**** RECORDS FOR PROCESSING
use crate::word::{NativeWord, Word, assert_word_multiple};
use once_cell::sync::Lazy;

/// Lowest raw count of each non-zero bucket, paired with the bucket value.
const BUCKET_FLOORS: [(u8, u8); 8] = [
    (1, 1),
    (2, 2),
    (3, 4),
    (4, 8),
    (8, 16),
    (16, 32),
    (32, 64),
    (128, 128),
];

/// Per-byte and per-byte-pair bucket lookup tables.
pub struct ClassBucketTable {
    lookup8: [u8; 256],
    lookup16: Box<[u16]>,
}

static TABLE: Lazy<ClassBucketTable> = Lazy::new(ClassBucketTable::build);

impl ClassBucketTable {
    /// The process-wide table, built on first use.
    pub fn global() -> &'static ClassBucketTable {
        &TABLE
    }

    fn build() -> Self {
        let mut lookup8 = [0u8; 256];
        for (count, slot) in lookup8.iter_mut().enumerate() {
            *slot = BUCKET_FLOORS
                .iter()
                .rev()
                .find(|(floor, _)| count >= usize::from(*floor))
                .map_or(0, |&(_, bucket)| bucket);
        }

        // Index is the native-endian u16 of two adjacent bytes; classifying
        // each half independently keeps the result byte-order agnostic.
        let lookup16 = (0..=u16::MAX)
            .map(|pair| {
                let [a, b] = pair.to_ne_bytes();
                u16::from_ne_bytes([lookup8[usize::from(a)], lookup8[usize::from(b)]])
            })
            .collect::<Vec<u16>>()
            .into_boxed_slice();

        Self { lookup8, lookup16 }
    }

    #[inline]
    pub fn bucket(&self, count: u8) -> u8 {
        self.lookup8[usize::from(count)]
    }

    #[inline]
    pub fn bucket_pair(&self, pair: u16) -> u16 {
        self.lookup16[usize::from(pair)]
    }
}

/// Replaces every counter in `map` with its bucket, in place, using the native
/// word width.
pub fn classify(map: &mut [u8]) {
    classify_with::<NativeWord>(map);
}

/// Replaces every counter in `map` with its bucket, in place.
///
/// All-zero words are skipped without being written. Panics if the map length
/// is not a multiple of `W::BYTES`.
pub fn classify_with<W: Word>(map: &mut [u8]) {
    assert_word_multiple::<W>(map.len());
    let table = ClassBucketTable::global();

    for chunk in map.chunks_exact_mut(W::BYTES) {
        if W::load(chunk) == W::ZERO {
            continue;
        }
        for pair in chunk.chunks_exact_mut(2) {
            let raw = u16::from_ne_bytes([pair[0], pair[1]]);
            pair.copy_from_slice(&table.bucket_pair(raw).to_ne_bytes());
        }
    }
}
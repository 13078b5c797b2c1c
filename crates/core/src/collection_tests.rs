// SPDX-License-Identifier: BUSL-1.1
// Copyright (c) 2026 Alfred Jean LLC

use super::*;
use serde_json::json;
use yare::parameterized;

type Item = super::Item<&'static str>;

#[parameterized(
    null = { json!(null), "null" },
    boolean = { json!(true), "a boolean" },
    number = { json!(42), "a number" },
    string = { json!("string"), "a string" },
)]
fn scalar_values_are_not_collections(value: Value, expected: &'static str) {
    let err = Sources::try_from(Item::from(value)).unwrap_err();
    assert_eq!(err, BuildError::InvalidInputKind { found: expected });
}

#[test]
fn single_source_is_not_a_collection() {
    let err = Sources::try_from(Item::Source("emitter")).unwrap_err();
    assert!(matches!(err, BuildError::InvalidInputKind { .. }));
}

#[test]
fn list_classifies_each_element() {
    let sources = Sources::try_from(Item::List(vec![
        Item::Source("a"),
        Item::Value(json!("notAnEvent")),
        Item::List(vec![]),
    ]))
    .unwrap();

    let Sources::Indexed(members) = sources else {
        panic!("expected indexed sources");
    };
    assert_eq!(members.len(), 3);
    assert!(matches!(members[0], Member::Source("a")));
    assert!(matches!(&members[1], Member::Other(o) if o.description() == "\"notAnEvent\""));
    assert!(matches!(&members[2], Member::Other(o) if o.description() == "list of 0 items"));
}

#[test]
fn json_array_becomes_indexed_non_sources() {
    let sources = Sources::try_from(Item::from(json!([1, 2]))).unwrap();
    let Sources::Indexed(members) = sources else {
        panic!("expected indexed sources");
    };
    assert!(members.iter().all(|m| matches!(m, Member::Other(_))));
}

#[test]
fn json_object_becomes_keyed_non_sources() {
    let sources = Sources::try_from(Item::from(json!({ "a": 1 }))).unwrap();
    assert!(matches!(sources, Sources::Keyed(ref m) if m.contains_key("a")));
}

#[test]
fn empty_collections_are_still_collections() {
    assert!(Sources::try_from(Item::List(vec![])).unwrap().is_empty());
    assert!(Sources::try_from(Item::Map(BTreeMap::new())).unwrap().is_empty());
}

#[test]
fn slots_fill_each_position_once() {
    let sources = Sources::indexed(["a", "b"]);
    let mut slots = Slots::shaped_like(&sources);

    assert!(slots.fill(&Position::Index(1), "B"));
    assert!(!slots.fill(&Position::Index(1), "again"));
    assert!(!slots.fill(&Position::Index(5), "out of range"));
    assert!(!slots.fill(&Position::Key("a".into()), "wrong shape"));
    assert_eq!(slots.pending(), vec![Position::Index(0)]);
    assert!(slots.take_complete().is_none());

    assert!(slots.fill(&Position::Index(0), "A"));
    assert_eq!(
        slots.take_complete(),
        Some(Results::Indexed(vec!["A", "B"]))
    );
}

#[test]
fn keyed_slots_keep_every_key() {
    let sources = Sources::keyed([("b", "source-b"), ("a", "source-a")]);
    let mut slots = Slots::shaped_like(&sources);
    assert_eq!(
        slots.pending(),
        vec![Position::Key("a".into()), Position::Key("b".into())]
    );

    slots.fill(&Position::Key("a".into()), 1);
    slots.fill(&Position::Key("b".into()), 2);

    let results = slots.take_complete().unwrap();
    assert_eq!(results.get(&Position::Key("b".into())), Some(&2));
    assert_eq!(results.get(&Position::Index(0)), None);
    assert_eq!(
        results.into_keyed().unwrap(),
        BTreeMap::from([("a".to_string(), 1), ("b".to_string(), 2)])
    );
}

#[test]
fn position_display() {
    assert_eq!(Position::Index(3).to_string(), "index 3");
    assert_eq!(Position::Key("db".into()).to_string(), "key \"db\"");
}
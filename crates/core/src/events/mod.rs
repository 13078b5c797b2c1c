// SPDX-License-Identifier: BUSL-1.1
// Copyright (c) 2026 Alfred Jean LLC

//! Terminal emissions and their delivery
//!
//! This module provides:
//! - `Emission` - The single terminal event an aggregator publishes
//! - `EventBus` - Route emissions to subscribers by event name
//! - `Subscription` - Which event name a subscriber listens for

mod bus;
mod emission;
mod subscription;

pub use bus::{EventBus, EventReceiver, EventSender};
pub use emission::Emission;
pub use subscription::{SubscriberId, Subscription};
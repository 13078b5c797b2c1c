// SPDX-License-Identifier: BUSL-1.1
// Copyright (c) 2026 Alfred Jean LLC

//! Subscriptions to emissions

use crate::event::EventName;

/// Identifies a subscriber on the bus
#[derive(Clone, Debug, PartialEq, Eq, Hash)]
pub struct SubscriberId(pub String);

impl SubscriberId {
    pub fn generate() -> Self {
        Self(uuid::Uuid::new_v4().to_string())
    }
}

/// A subscription to one event name
#[derive(Clone, Debug)]
pub struct Subscription {
    pub id: SubscriberId,
    pub event: EventName,
}

impl Subscription {
    /// Subscription with a generated id
    pub fn to(event: impl Into<EventName>) -> Self {
        Self {
            id: SubscriberId::generate(),
            event: event.into(),
        }
    }

    /// Check if the subscription listens for the event
    pub fn matches(&self, event: &EventName) -> bool {
        self.event == *event
    }
}

#[cfg(test)]
#[path = "subscription_tests.rs"]
mod tests;
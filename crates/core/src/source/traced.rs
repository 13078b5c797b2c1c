// SPDX-License-Identifier: BUSL-1.1
// Copyright (c) 2026 Alfred Jean LLC

//! Traced source wrapper for consistent observability

use super::{EventSource, Listener};
use crate::event::EventName;

/// Wrapper that adds tracing to any EventSource
#[derive(Clone)]
pub struct TracedSource<S> {
    name: String,
    inner: S,
}

impl<S> TracedSource<S> {
    pub fn new(name: impl Into<String>, inner: S) -> Self {
        Self {
            name: name.into(),
            inner,
        }
    }

    pub fn inner(&self) -> &S {
        &self.inner
    }
}

impl<S: EventSource> EventSource for TracedSource<S> {
    type Payload = S::Payload;

    fn once(&self, event: &EventName, listener: Listener<Self::Payload>) {
        let span = tracing::info_span!("source.once", source = %self.name, %event);
        let _guard = span.enter();

        tracing::debug!("subscribed");

        let source = self.name.clone();
        let fired = event.clone();
        self.inner.once(
            event,
            Box::new(move |payload| {
                tracing::debug!(source = %source, event = %fired, "listener fired");
                listener(payload)
            }),
        );
    }

    fn emit(&self, event: &EventName, payload: Self::Payload) -> bool {
        let span = tracing::info_span!("source.emit", source = %self.name, %event);
        let _guard = span.enter();

        let delivered = self.inner.emit(event, payload);
        if delivered {
            tracing::debug!("delivered");
        } else {
            tracing::trace!("no listeners");
        }
        delivered
    }
}

#[cfg(test)]
#[path = "traced_tests.rs"]
mod tests;
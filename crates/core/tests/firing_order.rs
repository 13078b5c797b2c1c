// SPDX-License-Identifier: BUSL-1.1
// Copyright (c) 2026 Alfred Jean LLC

#![allow(clippy::unwrap_used)]

//! Property tests: results depend on positions, never on firing order

use fanin_core::{Emitter, EventAggregator, EventSource, Failure, Results};
use proptest::prelude::*;
use std::collections::BTreeMap;

fn firing_orders() -> impl Strategy<Value = Vec<usize>> {
    (1..12usize).prop_flat_map(|n| Just((0..n).collect::<Vec<_>>()).prop_shuffle())
}

proptest! {
    #[test]
    fn indexed_results_keep_index_order(order in firing_orders()) {
        let sources: Vec<Emitter<usize>> = order.iter().map(|_| Emitter::new()).collect();
        let aggregator = EventAggregator::indexed(sources.clone(), "done").unwrap();
        let mut rx = aggregator.subscribe("done");

        for (fired, &i) in order.iter().enumerate() {
            prop_assert!(!aggregator.is_settled());
            prop_assert_eq!(aggregator.completed_count(), fired);
            sources[i].emit(&"done".into(), i * 100);
        }

        let results = rx.try_recv().unwrap().into_result().unwrap();
        let expected: Vec<usize> = (0..order.len()).map(|i| i * 100).collect();
        prop_assert_eq!(results, Results::Indexed(expected));
        prop_assert!(rx.try_recv().is_err());
    }

    #[test]
    fn keyed_results_keep_keys(order in firing_orders()) {
        let sources: BTreeMap<String, Emitter<usize>> = order
            .iter()
            .map(|i| (format!("source-{}", i), Emitter::new()))
            .collect();
        let aggregator = EventAggregator::keyed(sources.clone(), "done").unwrap();

        for &i in &order {
            sources[&format!("source-{}", i)].emit(&"done".into(), i);
        }

        let results = aggregator.outcome().unwrap().unwrap().into_keyed().unwrap();
        prop_assert_eq!(results.len(), order.len());
        for (key, value) in results {
            prop_assert_eq!(key, format!("source-{}", value));
        }
    }

    #[test]
    fn error_at_any_point_settles_with_that_error(
        order in firing_orders(),
        fail_after in 0..12usize,
    ) {
        let sources: Vec<Emitter<usize>> = order.iter().map(|_| Emitter::new()).collect();
        let aggregator = EventAggregator::indexed(sources.clone(), "done").unwrap();
        let fail_after = fail_after % order.len();

        for (fired, &i) in order.iter().enumerate() {
            if fired == fail_after {
                sources[i].emit(&"error".into(), usize::MAX);
            }
            sources[i].emit(&"done".into(), i);
        }

        prop_assert_eq!(
            aggregator.outcome().unwrap(),
            Err(Failure::SourceError(usize::MAX))
        );
        prop_assert_eq!(aggregator.completed_count(), fail_after);
    }
}
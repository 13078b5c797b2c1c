// SPDX-License-Identifier: BUSL-1.1
// Copyright (c) 2026 Alfred Jean LLC

//! In-process event emitter

use super::{EventSource, Listener};
use crate::event::EventName;
use std::collections::HashMap;
use std::sync::{Arc, Mutex};

enum Handler<P> {
    Persistent(Arc<dyn Fn(P) + Send + Sync + 'static>),
    Once(Listener<P>),
}

/// An event source that delivers payloads to listeners synchronously
///
/// Listeners run on the emitting thread, outside the internal lock, so a
/// listener may subscribe to or emit on the same emitter. Persistent
/// listeners stay registered while they run and see re-entrant emissions.
pub struct Emitter<P> {
    listeners: Arc<Mutex<HashMap<EventName, Vec<Handler<P>>>>>,
}

impl<P> Emitter<P>
where
    P: Clone + Send + 'static,
{
    pub fn new() -> Self {
        Self {
            listeners: Arc::new(Mutex::new(HashMap::new())),
        }
    }

    /// Register a listener invoked on every emission of `event`
    pub fn on(&self, event: impl Into<EventName>, listener: impl Fn(P) + Send + Sync + 'static) {
        self.register(event.into(), Handler::Persistent(Arc::new(listener)));
    }

    /// Number of listeners currently attached to `event`
    pub fn listener_count(&self, event: impl Into<EventName>) -> usize {
        let event = event.into();
        self.listeners
            .lock()
            .unwrap_or_else(|e| e.into_inner())
            .get(&event)
            .map_or(0, Vec::len)
    }

    /// Detach every listener for `event`
    pub fn remove_all(&self, event: impl Into<EventName>) {
        let event = event.into();
        self.listeners
            .lock()
            .unwrap_or_else(|e| e.into_inner())
            .remove(&event);
    }

    fn register(&self, event: EventName, handler: Handler<P>) {
        let mut listeners = self.listeners.lock().unwrap_or_else(|e| e.into_inner());
        listeners.entry(event).or_default().push(handler);
    }

    /// Once listeners are taken out under the lock; persistent ones are
    /// cloned out and left in place.
    fn dispatch(&self, event: &EventName, payload: P) -> bool {
        let calls = {
            let mut listeners = self.listeners.lock().unwrap_or_else(|e| e.into_inner());
            let Some(handlers) = listeners.remove(event) else {
                return false;
            };

            let mut calls = Vec::with_capacity(handlers.len());
            let mut kept = Vec::new();
            for handler in handlers {
                if let Handler::Persistent(listener) = &handler {
                    kept.push(Handler::Persistent(Arc::clone(listener)));
                }
                calls.push(handler);
            }
            if !kept.is_empty() {
                listeners.insert(event.clone(), kept);
            }
            calls
        };
        if calls.is_empty() {
            return false;
        }

        for call in calls {
            match call {
                Handler::Once(listener) => listener(payload.clone()),
                Handler::Persistent(listener) => listener(payload.clone()),
            }
        }
        true
    }
}

impl<P> Default for Emitter<P>
where
    P: Clone + Send + 'static,
{
    fn default() -> Self {
        Self::new()
    }
}

impl<P> Clone for Emitter<P> {
    fn clone(&self) -> Self {
        Self {
            listeners: Arc::clone(&self.listeners),
        }
    }
}

impl<P> EventSource for Emitter<P>
where
    P: Clone + Send + 'static,
{
    type Payload = P;

    fn once(&self, event: &EventName, listener: Listener<P>) {
        self.register(event.clone(), Handler::Once(listener));
    }

    fn emit(&self, event: &EventName, payload: P) -> bool {
        self.dispatch(event, payload)
    }
}

#[cfg(test)]
#[path = "emitter_tests.rs"]
mod tests;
********
=== WHAT IS EXPECTED ===
Return a word-for-word copy of the lines above from the one holding "on firing order" through the one holding "fn indexed_results_keep_index_order(order in", with both of them included and nothing besides.

=== SOLUTION FOR THIS TASK ===
//! Property tests: results depend on positions, never on firing order

use fanin_core::{Emitter, EventAggregator, EventSource, Failure, Results};
use proptest::prelude::*;
use std::collections::BTreeMap;

fn firing_orders() -> impl Strategy<Value = Vec<usize>> {
    (1..12usize).prop_flat_map(|n| Just((0..n).collect::<Vec<_>>()).prop_shuffle())
}

proptest! {
    #[test]
    fn indexed_results_keep_index_order(order in firing_orders()) {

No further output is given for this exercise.